All five head coach-needy teams this year reached out to Ryans. Four of those scheduled interviews, but Ryans ended up passing on Cardinals and Colts meetings — which would have come hours before the 49ers’ divisional playoff game against the Cowboys — to lead to a two-team race. Despite days of Texans-centric developments regarding Ryans, the Broncos may or may not have made a Tuesday push for him. While Sean Payton had long been the Broncos’ preference, he cost first- and second-round picks. And Ryans clearly impressed the Broncos, to the point they were prepared to abandon their pursuit of an experienced head coach.
This could be a seminal hire for the Texans, who completed odd coaching searches in 2021 and ’22. GM Nick Caserio interviewed Josh McCown in both years, but potential backlash about hiring a head coach with no experience is believed to have affected a hire. The Texans hired David Culley in 2021, despite no other teams being in on the then-Ravens wide receivers coach, and fired him after a 4-13 season. Last year’s search did not include Lovie Smith until the end, but after McCown and Eagles DC Jonathan Gannon were in the mix, Caserio instead promoted Smith. The former Houston DC oversaw a 3-13-1 season that led to his firing.
The hiring of back-to-back 60-somethings — for a team amid a long rebuild — proved confusing. Considering the team went through a chaotic period when Bill O’Brien held the dual HC-GM role and was at the forefront of the Deshaun Watson scandal, stability is desperately needed here. Hence, the six-year contract. The Texans included a host of younger names in their 2023 search, but Ryans stood out. It can be safely assumed Ryans will not be a one-and-done, given the team’s recent past and the momentum the linebacker-turned-coordinator built in San Francisco.

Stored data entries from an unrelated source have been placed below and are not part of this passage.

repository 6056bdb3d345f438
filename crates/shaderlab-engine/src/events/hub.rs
use std::cell::RefCell;
use std::rc::Rc;

use crate::input::{HostSignal, PointerEvent};
use crate::viewport::Viewport;

use super::subscription::Subscription;

/// Signal channels a subscriber can attach to.
#[derive(Debug, Copy, Clone, Eq, PartialEq, Hash)]
pub enum SignalKind {
    Resize,
    PointerMove,
}

type Callback<E> = Box<dyn FnMut(&E)>;

struct Slot<E> {
    id: u64,
    /// `None` while the callback is being invoked.
    callback: Option<Callback<E>>,
}

#[derive(Default)]
pub(super) struct Registry {
    next_id: u64,
    resize: Vec<Slot<Viewport>>,
    pointer: Vec<Slot<PointerEvent>>,
}

impl Registry {
    pub(super) fn remove(&mut self, kind: SignalKind, id: u64) -> bool {
        let before = self.len(kind);
        match kind {
            SignalKind::Resize => self.resize.retain(|s| s.id != id),
            SignalKind::PointerMove => self.pointer.retain(|s| s.id != id),
        }
        before != self.len(kind)
    }

    fn len(&self, kind: SignalKind) -> usize {
        match kind {
            SignalKind::Resize => self.resize.len(),
            SignalKind::PointerMove => self.pointer.len(),
        }
    }

    fn allocate_id(&mut self) -> u64 {
        let id = self.next_id;
        self.next_id += 1;
        id
    }
}

/// Host-side signal hub (viewport resize + pointer move).
///
/// Cloning yields another handle to the same hub.
#[derive(Clone, Default)]
pub struct HostEvents {
    registry: Rc<RefCell<Registry>>,
}

impl HostEvents {
    pub fn new() -> Self {
        Self::default()
    }

    pub fn subscribe_resize(&self, callback: impl FnMut(&Viewport) + 'static) -> Subscription {
        let mut reg = self.registry.borrow_mut();
        let id = reg.allocate_id();
        reg.resize.push(Slot {
            id,
            callback: Some(Box::new(callback)),
        });
        log::trace!("resize listener {id} attached");
        Subscription::new(Rc::downgrade(&self.registry), SignalKind::Resize, id)
    }

    pub fn subscribe_pointer(
        &self,
        callback: impl FnMut(&PointerEvent) + 'static,
    ) -> Subscription {
        let mut reg = self.registry.borrow_mut();
        let id = reg.allocate_id();
        reg.pointer.push(Slot {
            id,
            callback: Some(Box::new(callback)),
        });
        log::trace!("pointer listener {id} attached");
        Subscription::new(Rc::downgrade(&self.registry), SignalKind::PointerMove, id)
    }

    pub fn emit_resize(&self, viewport: Viewport) {
        dispatch(&self.registry, |r| &mut r.resize, &viewport);
    }

    pub fn emit_pointer(&self, event: PointerEvent) {
        dispatch(&self.registry, |r| &mut r.pointer, &event);
    }

    /// Routes a translated platform signal to its channel.
    pub fn emit(&self, signal: HostSignal) {
        match signal {
            HostSignal::Resized(vp) => self.emit_resize(vp),
            HostSignal::PointerMoved(ev) => self.emit_pointer(ev),
        }
    }

    /// Number of attached listeners on `kind`.
    pub fn listener_count(&self, kind: SignalKind) -> usize {
        self.registry.borrow().len(kind)
    }

    /// Number of attached listeners across all channels.
    pub fn total_listeners(&self) -> usize {
        let reg = self.registry.borrow();
        reg.resize.len() + reg.pointer.len()
    }
}

fn dispatch<E>(
    registry: &Rc<RefCell<Registry>>,
    channel: fn(&mut Registry) -> &mut Vec<Slot<E>>,
    event: &E,
) {
    // Snapshot ids so listeners attached during dispatch wait for the next emit.
    let ids: Vec<u64> = channel(&mut registry.borrow_mut())
        .iter()
        .map(|s| s.id)
        .collect();

    for id in ids {
        let taken = {
            let mut reg = registry.borrow_mut();
            channel(&mut reg)
                .iter_mut()
                .find(|s| s.id == id)
                .and_then(|s| s.callback.take())
        };
        let Some(mut callback) = taken else { continue };

        callback(event);

        // The slot is gone if the callback unsubscribed itself.
        let mut reg = registry.borrow_mut();
        if let Some(slot) = channel(&mut reg).iter_mut().find(|s| s.id == id) {
            slot.callback = Some(callback);
        }
    }
}
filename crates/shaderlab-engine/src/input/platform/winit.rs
use winit::dpi::PhysicalPosition;
use winit::event::WindowEvent;
use winit::window::Window;

use crate::input::{HostSignal, PointerEvent};
use crate::viewport::Viewport;

/// Translates a winit `WindowEvent` into a [`HostSignal`].
///
/// Returns `None` for events the render driver does not subscribe to.
pub fn translate_window_event(window: &Window, event: &WindowEvent) -> Option<HostSignal> {
    match event {
        WindowEvent::Resized(size) => Some(HostSignal::Resized(Viewport::from_physical(
            size.width,
            size.height,
            window.scale_factor(),
        ))),

        // winit 0.30 reports the new factor here; the physical size follows in
        // a `Resized` event, so read the current inner size.
        WindowEvent::ScaleFactorChanged { scale_factor, .. } => {
            let size = window.inner_size();
            Some(HostSignal::Resized(Viewport::from_physical(
                size.width,
                size.height,
                *scale_factor,
            )))
        }

        WindowEvent::CursorMoved { position, .. } => {
            let (x, y) = to_logical_f32(window, *position);
            Some(HostSignal::PointerMoved(PointerEvent::new(x, y)))
        }

        _ => None,
    }
}

/// Current viewport of `window`.
pub fn window_viewport(window: &Window) -> Viewport {
    let size = window.inner_size();
    Viewport::from_physical(size.width, size.height, window.scale_factor())
}

fn to_logical_f32(window: &Window, pos: PhysicalPosition<f64>) -> (f32, f32) {
    let logical = pos.to_logical::<f64>(window.scale_factor());
    (logical.x as f32, logical.y as f32)
}
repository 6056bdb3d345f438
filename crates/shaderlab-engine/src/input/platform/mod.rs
//! Platform event translation.

pub mod winit;
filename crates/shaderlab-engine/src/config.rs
//! Scene configuration.
//!
//! A demo variant is `{quad | triangle} × {static | loop} × pointer tracking`.
//! [`SceneConfig`] carries the variant plus the knobs the driver needs, and
//! parses the word-style command line the studio binary accepts.

use std::fmt;
use std::str::FromStr;

use thiserror::Error;

use crate::input::PointerTracking;
use crate::material::{MaterialDesc, ShaderSource, UniformSet, UniformTable};
use crate::mesh::GeometryKind;
use crate::scene::{CameraConfig, Scene};
use crate::time::DEFAULT_TIME_STEP;
use crate::viewport::Viewport;

#[derive(Debug, Clone, PartialEq, Eq, Error)]
pub enum ConfigError {
    #[error("unknown argument '{0}'")]
    UnknownArgument(String),

    #[error("invalid value for {option}: {message}")]
    InvalidValue { option: &'static str, message: String },

    #[error("time step must be finite and positive, got {0}")]
    TimeStep(String),
}

/// Whether the scene animates.
#[derive(Debug, Copy, Clone, Eq, PartialEq, Default)]
pub enum RenderMode {
    /// One draw at mount and one per resize.
    Static,

    /// A step per host redraw signal.
    #[default]
    Continuous,
}

impl fmt::Display for RenderMode {
    fn fmt(&self, f: &mut fmt::Formatter<'_>) -> fmt::Result {
        f.write_str(match self {
            RenderMode::Static => "static",
            RenderMode::Continuous => "loop",
        })
    }
}

impl FromStr for RenderMode {
    type Err = String;

    fn from_str(s: &str) -> Result<Self, Self::Err> {
        match s.trim().to_ascii_lowercase().as_str() {
            "static" => Ok(RenderMode::Static),
            "loop" | "continuous" => Ok(RenderMode::Continuous),
            other => Err(format!("unknown render mode '{other}'")),
        }
    }
}

/// What a failed frame does to the loop.
#[derive(Debug, Copy, Clone, Eq, PartialEq, Default)]
pub enum ErrorPolicy {
    /// Skip transient failures, halt on fatal ones.
    #[default]
    Continue,

    /// Halt on any failure.
    Stop,
}

impl FromStr for ErrorPolicy {
    type Err = String;

    fn from_str(s: &str) -> Result<Self, Self::Err> {
        match s.trim().to_ascii_lowercase().as_str() {
            "continue" => Ok(ErrorPolicy::Continue),
            "stop" => Ok(ErrorPolicy::Stop),
            other => Err(format!("unknown error policy '{other}'")),
        }
    }
}

/// Everything the driver needs to build and run one scene.
#[derive(Debug, Clone, PartialEq)]
pub struct SceneConfig {
    pub geometry: GeometryKind,
    pub mode: RenderMode,
    pub pointer: PointerTracking,

    /// Shader time added per step.
    pub time_step: f32,
    pub error_policy: ErrorPolicy,
    pub background: wgpu::Color,
    pub camera: CameraConfig,

    /// Declare `u_resolution` even when the pointer is not tracked.
    pub resolution_uniform: bool,

    /// Custom shaders. `None` selects the built-in assets for `geometry`.
    pub shaders: Option<ShaderSource>,
}

impl Default for SceneConfig {
    fn default() -> Self {
        Self {
            geometry: GeometryKind::ColoredQuad,
            mode: RenderMode::Continuous,
            pointer: PointerTracking::DEFAULT,
            time_step: DEFAULT_TIME_STEP,
            error_policy: ErrorPolicy::Continue,
            background: wgpu::Color::BLACK,
            camera: CameraConfig::default(),
            resolution_uniform: false,
            shaders: None,
        }
    }
}

impl SceneConfig {
    pub fn with_geometry(mut self, geometry: GeometryKind) -> Self {
        self.geometry = geometry;
        self
    }

    pub fn with_mode(mut self, mode: RenderMode) -> Self {
        self.mode = mode;
        self
    }

    pub fn with_pointer(mut self, pointer: PointerTracking) -> Self {
        self.pointer = pointer;
        self
    }

    pub fn with_time_step(mut self, time_step: f32) -> Self {
        self.time_step = time_step;
        self
    }

    pub fn with_error_policy(mut self, policy: ErrorPolicy) -> Self {
        self.error_policy = policy;
        self
    }

    pub fn with_background(mut self, background: wgpu::Color) -> Self {
        self.background = background;
        self
    }

    pub fn with_camera(mut self, camera: CameraConfig) -> Self {
        self.camera = camera;
        self
    }

    pub fn with_resolution_uniform(mut self, declare: bool) -> Self {
        self.resolution_uniform = declare;
        self
    }

    pub fn with_shaders(mut self, shaders: ShaderSource) -> Self {
        self.shaders = Some(shaders);
        self
    }

    /// Applies command-line words on top of `self`.
    ///
    /// Accepted: `quad`, `triangle`, `static`, `loop`, `mouse`, `still`,
    /// `--smooth=<seconds|raw>`, `--step=<increment>`, `--on-error=<continue|stop>`.
    pub fn parse_args<I, S>(mut self, args: I) -> Result<Self, ConfigError>
    where
        I: IntoIterator<Item = S>,
        S: AsRef<str>,
    {
        for arg in args {
            let arg = arg.as_ref();
            if let Some(value) = arg.strip_prefix("--smooth=") {
                self.pointer = value.parse().map_err(|message| ConfigError::InvalidValue {
                    option: "--smooth",
                    message,
                })?;
                continue;
            }
            if let Some(value) = arg.strip_prefix("--step=") {
                self.time_step = value
                    .parse()
                    .map_err(|_| ConfigError::TimeStep(value.to_string()))?;
                continue;
            }
            if let Some(value) = arg.strip_prefix("--on-error=") {
                self.error_policy = value.parse().map_err(|message| ConfigError::InvalidValue {
                    option: "--on-error",
                    message,
                })?;
                continue;
            }

            match arg {
                "mouse" => {
                    if !self.pointer.is_enabled() {
                        self.pointer = PointerTracking::DEFAULT;
                    }
                }
                "still" => self.pointer = PointerTracking::Off,
                word => {
                    if let Ok(geometry) = word.parse::<GeometryKind>() {
                        self.geometry = geometry;
                    } else if let Ok(mode) = word.parse::<RenderMode>() {
                        self.mode = mode;
                    } else {
                        return Err(ConfigError::UnknownArgument(word.to_string()));
                    }
                }
            }
        }

        self.validate()?;
        Ok(self)
    }

    pub fn validate(&self) -> Result<(), ConfigError> {
        if !(self.time_step.is_finite() && self.time_step > 0.0) {
            return Err(ConfigError::TimeStep(self.time_step.to_string()));
        }
        Ok(())
    }

    /// Optional built-in uniforms this variant declares.
    pub fn uniform_set(&self) -> UniformSet {
        let pointer = self.pointer.is_enabled();
        UniformSet {
            resolution: pointer || self.resolution_uniform,
            mouse: pointer,
            view_projection: false,
        }
    }

    pub fn shader_source(&self) -> ShaderSource {
        self.shaders
            .clone()
            .unwrap_or_else(|| ShaderSource::builtin(self.geometry, self.pointer.is_enabled()))
    }

    pub fn material(&self, viewport: Viewport) -> MaterialDesc {
        MaterialDesc::new(
            format!("{} material", self.geometry),
            self.shader_source(),
            UniformTable::standard(self.uniform_set(), viewport),
        )
    }

    /// Scene root with this variant's mesh and material attached.
    pub fn build_scene(&self, viewport: Viewport) -> Scene {
        let mut scene = Scene::new(self.background);
        scene.add(self.geometry.build(), self.material(viewport));
        scene
    }
}

impl fmt::Display for SceneConfig {
    fn fmt(&self, f: &mut fmt::Formatter<'_>) -> fmt::Result {
        write!(f, "{} / {} / pointer {}", self.geometry, self.mode, self.pointer)
    }
}

#[cfg(test)]
mod tests {
    use crate::material::{U_MOUSE, U_RESOLUTION, U_TIME};

    use super::*;

    // ── arguments ─────────────────────────────────────────────────────────

    #[test]
    fn no_arguments_keep_defaults() {
        let c = SceneConfig::default().parse_args(Vec::<String>::new()).unwrap();
        assert_eq!(c, SceneConfig::default());
    }

    #[test]
    fn words_select_variant() {
        let c = SceneConfig::default()
            .parse_args(["triangle", "static", "still"])
            .unwrap();
        assert_eq!(c.geometry, GeometryKind::PlainTriangle);
        assert_eq!(c.mode, RenderMode::Static);
        assert_eq!(c.pointer, PointerTracking::Off);
    }

    #[test]
    fn pointer_is_smoothed_by_default() {
        assert_eq!(
            SceneConfig::default().pointer,
            PointerTracking::Smoothed { time_constant: 0.25 }
        );
        let c = SceneConfig::default().parse_args(["still", "mouse"]).unwrap();
        assert_eq!(c.pointer, PointerTracking::Smoothed { time_constant: 0.25 });

        let c = SceneConfig::default().parse_args(["--smooth=raw"]).unwrap();
        assert_eq!(c.pointer, PointerTracking::Raw);
    }

    #[test]
    fn smoothing_option() {
        let c = SceneConfig::default()
            .parse_args(["quad", "loop", "--smooth=0.2"])
            .unwrap();
        assert_eq!(c.pointer, PointerTracking::Smoothed { time_constant: 0.2 });

        // `mouse` does not undo an explicit smoothing choice.
        let c = SceneConfig::default()
            .parse_args(["--smooth=0.2", "mouse"])
            .unwrap();
        assert_eq!(c.pointer, PointerTracking::Smoothed { time_constant: 0.2 });
    }

    #[test]
    fn unknown_word_is_an_error() {
        assert_eq!(
            SceneConfig::default().parse_args(["hexagon"]),
            Err(ConfigError::UnknownArgument("hexagon".into()))
        );
    }

    #[test]
    fn bad_option_values_are_errors() {
        assert!(matches!(
            SceneConfig::default().parse_args(["--smooth=-1"]),
            Err(ConfigError::InvalidValue { option: "--smooth", .. })
        ));
        assert!(matches!(
            SceneConfig::default().parse_args(["--step=0"]),
            Err(ConfigError::TimeStep(_))
        ));
        assert!(matches!(
            SceneConfig::default().parse_args(["--on-error=panic"]),
            Err(ConfigError::InvalidValue { option: "--on-error", .. })
        ));
    }

    // ── uniforms ──────────────────────────────────────────────────────────

    #[test]
    fn pointer_variant_declares_mouse_and_resolution() {
        let m = SceneConfig::default().material(Viewport::new(640.0, 480.0, 1.0));
        let names: Vec<_> = m.uniforms.names().collect();
        assert_eq!(names, vec![U_TIME, U_RESOLUTION, U_MOUSE]);
    }

    #[test]
    fn still_variant_declares_time_only() {
        let m = SceneConfig::default()
            .with_pointer(PointerTracking::Off)
            .material(Viewport::default());
        assert_eq!(m.uniforms.names().collect::<Vec<_>>(), vec![U_TIME]);

        let m = SceneConfig::default()
            .with_pointer(PointerTracking::Off)
            .with_resolution_uniform(true)
            .material(Viewport::default());
        assert_eq!(m.uniforms.names().collect::<Vec<_>>(), vec![U_TIME, U_RESOLUTION]);
    }

    #[test]
    fn build_scene_attaches_variant_mesh() {
        let scene = SceneConfig::default()
            .with_geometry(GeometryKind::PlainTriangle)
            .build_scene(Viewport::default());
        let d = scene.drawable().unwrap();
        assert_eq!(d.mesh.vertex_count(), 3);
        assert!(!d.mesh.is_indexed());
    }
}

The Texans drafted Ryans in the 2006 second round and plugged the Alabama product into their lineup immediately. Ryans became a steady presence for the Texans in their first decade, and he was a starter for the 2011 team that secured the franchise its first playoff berth. The Texans had previously extended Ryans, but they traded the two-time Pro Bowler to the Eagles in 2012. Ryans played four Philadelphia seasons before hanging up his cleats. The McNair family is obviously familiar with Ryans from his playing days, and they will bet on him once again. This will mark a homecoming for the Ryans family as well; his wife, Jamila, is from the area.
Although the Texans have just 11 wins over the past three seasons, they hold two first-round picks in the 2023 and ’24 drafts thanks to the Watson trade. In addition to carrying this year’s No. 2 overall pick, Houston is projected to rank in the top five for cap space this year. That is believed to have intrigued Payton. But not too much smoke followed the Payton interview on the Texans’ end. They will instead entrust Ryans to be the sideline leader that pushes Caserio’s rebuild to higher levels.
This will mark the second transaction of the month that will give the 49ers a third-round pick. The Titans hiring 49ers exec Ran Carthon as GM earlier this month sent the 49ers two thirds, and Ryans’ Texans hire represents the latest in a steady line of minority hires from San Francisco. Although the NFL expanding the Rooney Rule to attach draft compensation to minority HC or GM hires, the 49ers already collecting two thirds for Carthon will reduce the Ryans haul to one third-rounder. Nevertheless, the 49ers have now seen five minority staffers land HC jobs (Ryans, Robert Saleh, Mike McDaniel) or GM positions (Carthon, Martin Mayhew) since the NFL adjusted the rule.